TASK OBJECTIVE:
Copy each line of the data beneath in which the word "GetPlayerSummaries" appears.

Stored items

>>

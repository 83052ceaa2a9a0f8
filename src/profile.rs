//! Player summary lookup and profile normalization.
//!
//! A verified [`SteamId`] is resolved through Steam's `GetPlayerSummaries` Web API into a
//! [`RawProfile`], which [`NormalizedProfile::from_raw`] maps into the record the host
//! builds its session from.

// crates.io
use oauth2::HttpRequest;
// self
use crate::{
	_prelude::*,
	auth::{ApiKey, SteamId},
	error::ProfileError,
	http::SteamHttpClient,
	obs::{self, Stage, StageOutcome, StageSpan},
	provider::SteamProvider,
	transport::{self, TransportErrorMapper},
};

/// Domain used for synthesized contact addresses; Steam exposes no e-mail.
pub const EMAIL_DOMAIN: &str = "steamcommunity.com";

/// Community profile visibility as reported by Steam.
#[derive(Clone, Copy, Debug, Default, PartialEq, Eq, Hash, Serialize, Deserialize)]
#[serde(from = "u8", into = "u8")]
pub enum CommunityVisibilityState {
	/// Only the owner can see the profile.
	#[default]
	Private,
	/// Friends can see the profile.
	FriendsOnly,
	/// Everyone can see the profile.
	Public,
	/// Value this crate does not know about.
	Other(u8),
}
impl From<u8> for CommunityVisibilityState {
	fn from(value: u8) -> Self {
		match value {
			1 => Self::Private,
			2 => Self::FriendsOnly,
			3 => Self::Public,
			other => Self::Other(other),
		}
	}
}
impl From<CommunityVisibilityState> for u8 {
	fn from(value: CommunityVisibilityState) -> Self {
		match value {
			CommunityVisibilityState::Private => 1,
			CommunityVisibilityState::FriendsOnly => 2,
			CommunityVisibilityState::Public => 3,
			CommunityVisibilityState::Other(other) => other,
		}
	}
}

/// Online presence as reported by Steam.
#[derive(Clone, Copy, Debug, Default, PartialEq, Eq, Hash, Serialize, Deserialize)]
#[serde(from = "u8", into = "u8")]
pub enum PersonaState {
	/// Offline, or the profile is private.
	#[default]
	Offline,
	/// Online.
	Online,
	/// Busy.
	Busy,
	/// Away.
	Away,
	/// Snoozing.
	Snooze,
	/// Looking to trade.
	LookingToTrade,
	/// Looking to play.
	LookingToPlay,
	/// Value this crate does not know about.
	Other(u8),
}
impl From<u8> for PersonaState {
	fn from(value: u8) -> Self {
		match value {
			0 => Self::Offline,
			1 => Self::Online,
			2 => Self::Busy,
			3 => Self::Away,
			4 => Self::Snooze,
			5 => Self::LookingToTrade,
			6 => Self::LookingToPlay,
			other => Self::Other(other),
		}
	}
}
impl From<PersonaState> for u8 {
	fn from(value: PersonaState) -> Self {
		match value {
			PersonaState::Offline => 0,
			PersonaState::Online => 1,
			PersonaState::Busy => 2,
			PersonaState::Away => 3,
			PersonaState::Snooze => 4,
			PersonaState::LookingToTrade => 5,
			PersonaState::LookingToPlay => 6,
			PersonaState::Other(other) => other,
		}
	}
}

/// One player summary record returned by `GetPlayerSummaries`.
///
/// Only `steamid` is required. Fields Steam adds later land in [`RawProfile::extra`]
/// instead of failing the parse.
#[derive(Clone, Debug, PartialEq, Eq, Serialize, Deserialize)]
pub struct RawProfile {
	/// 64-bit SteamID as a decimal string.
	pub steamid: String,
	/// Display name.
	#[serde(default)]
	pub personaname: String,
	/// Community profile URL.
	#[serde(default)]
	pub profileurl: String,
	/// 32x32 avatar URL.
	#[serde(default)]
	pub avatar: String,
	/// 64x64 avatar URL.
	#[serde(default)]
	pub avatarmedium: String,
	/// 184x184 avatar URL.
	#[serde(default)]
	pub avatarfull: String,
	/// Avatar content hash.
	#[serde(default)]
	pub avatarhash: Option<String>,
	/// Profile visibility.
	#[serde(default)]
	pub communityvisibilitystate: CommunityVisibilityState,
	/// `1` once the user configured a community profile.
	#[serde(default)]
	pub profilestate: Option<u8>,
	/// Online presence.
	#[serde(default)]
	pub personastate: PersonaState,
	/// Presence flags bitmask.
	#[serde(default)]
	pub personastateflags: Option<u32>,
	/// `1` when anyone may comment on the profile.
	#[serde(default)]
	pub commentpermission: Option<u8>,
	/// Account creation time.
	#[serde(default, with = "time::serde::timestamp::option")]
	pub timecreated: Option<OffsetDateTime>,
	/// Last logoff time.
	#[serde(default, with = "time::serde::timestamp::option")]
	pub lastlogoff: Option<OffsetDateTime>,
	/// Primary group ID.
	#[serde(default)]
	pub primaryclanid: Option<String>,
	/// Real name, when public.
	#[serde(default)]
	pub realname: Option<String>,
	/// ISO country code, when public.
	#[serde(default)]
	pub loccountrycode: Option<String>,
	/// Unrecognized fields passed through untouched.
	#[serde(flatten)]
	pub extra: BTreeMap<String, serde_json::Value>,
}

/// Profile handed to the host after a successful sign-in.
#[derive(Clone, Debug, PartialEq, Eq, Hash, Serialize, Deserialize)]
pub struct NormalizedProfile {
	/// Verified SteamID; never taken from any other field.
	pub id: SteamId,
	/// Display name.
	pub name: String,
	/// Full-size avatar URL.
	pub image: Option<String>,
	/// Synthesized `{steamid}@steamcommunity.com` address.
	pub email: String,
}
impl NormalizedProfile {
	/// Maps a raw player summary, keying the result on the verified `steam_id`.
	pub fn from_raw(steam_id: &SteamId, raw: &RawProfile) -> Self {
		let image = Some(raw.avatarfull.clone()).filter(|url| !url.is_empty());

		Self {
			id: steam_id.clone(),
			name: raw.personaname.clone(),
			image,
			email: synthesized_email(steam_id),
		}
	}

	/// Profile carrying nothing beyond the verified SteamID.
	pub fn minimal(steam_id: &SteamId) -> Self {
		Self {
			id: steam_id.clone(),
			name: steam_id.to_string(),
			image: None,
			email: synthesized_email(steam_id),
		}
	}
}

#[derive(Deserialize)]
struct PlayerSummariesEnvelope {
	response: PlayerSummaries,
}

#[derive(Deserialize)]
struct PlayerSummaries {
	#[serde(default)]
	players: Vec<RawProfile>,
}

impl<C, M> SteamProvider<C, M>
where
	C: ?Sized + SteamHttpClient,
	M: ?Sized + TransportErrorMapper<C::TransportError>,
{
	/// Fetches the player summary for a verified SteamID.
	///
	/// Transport failures, non-success statuses, malformed envelopes, and empty results
	/// all surface as [`Error::ProfileResolution`] carrying `steam_id`. No retry.
	pub async fn fetch_profile(&self, steam_id: &SteamId) -> Result<RawProfile> {
		const STAGE: Stage = Stage::Profile;

		let span = StageSpan::new(STAGE, "fetch_profile");

		obs::record_stage_outcome(STAGE, StageOutcome::Attempt);

		let result = span
			.instrument(async move {
				let request = player_summaries_request(
					&self.config.endpoints().player_summaries,
					self.config.api_key(),
					steam_id,
				)?;
				let response = transport::dispatch(
					self.http_client.as_ref(),
					self.transport_mapper.as_ref(),
					STAGE,
					request,
				)
				.await
				.map_err(|e| match e {
					Error::Transport(source) => Error::ProfileResolution {
						steam_id: steam_id.clone(),
						source: source.into(),
					},
					other => other,
				})?;

				parse_player_summaries(response.body(), steam_id).map_err(|source| {
					Error::ProfileResolution { steam_id: steam_id.clone(), source }
				})
			})
			.await;

		match &result {
			Ok(_) => obs::record_stage_outcome(STAGE, StageOutcome::Success),
			Err(_) => obs::record_stage_outcome(STAGE, StageOutcome::Failure),
		}

		result
	}

	/// Fetches and normalizes the profile for a verified SteamID.
	pub async fn resolve_profile(&self, steam_id: &SteamId) -> Result<NormalizedProfile> {
		let raw = self.fetch_profile(steam_id).await?;

		Ok(NormalizedProfile::from_raw(steam_id, &raw))
	}
}

/// Builds the `GetPlayerSummaries` lookup for a single SteamID.
pub fn player_summaries_request(
	endpoint: &Url,
	api_key: &ApiKey,
	steam_id: &SteamId,
) -> Result<HttpRequest> {
	let mut url = endpoint.clone();

	url.query_pairs_mut()
		.append_pair("key", api_key.expose())
		.append_pair("steamids", steam_id);

	transport::json_get_request(&url)
}

/// Parses a `GetPlayerSummaries` body and picks the record for `steam_id`.
///
/// Only the record whose `steamid` equals the verified ID is used; any other records in the
/// list are ignored rather than treated as an error.
pub fn parse_player_summaries(
	body: &[u8],
	steam_id: &SteamId,
) -> Result<RawProfile, ProfileError> {
	let mut de = serde_json::Deserializer::from_slice(body);
	let envelope: PlayerSummariesEnvelope = serde_path_to_error::deserialize(&mut de)
		.map_err(|source| ProfileError::Malformed { source })?;

	envelope
		.response
		.players
		.into_iter()
		.find(|player| player.steamid == steam_id.as_ref())
		.ok_or(ProfileError::NotFound)
}

/// Contact address synthesized for `steam_id`.
pub fn synthesized_email(steam_id: &SteamId) -> String {
	format!("{steam_id}@{EMAIL_DOMAIN}")
}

<<

THE ANSWER:
//! A verified [`SteamId`] is resolved through Steam's `GetPlayerSummaries` Web API into a
/// One player summary record returned by `GetPlayerSummaries`.
/// Builds the `GetPlayerSummaries` lookup for a single SteamID.
/// Parses a `GetPlayerSummaries` body and picks the record for `steam_id`.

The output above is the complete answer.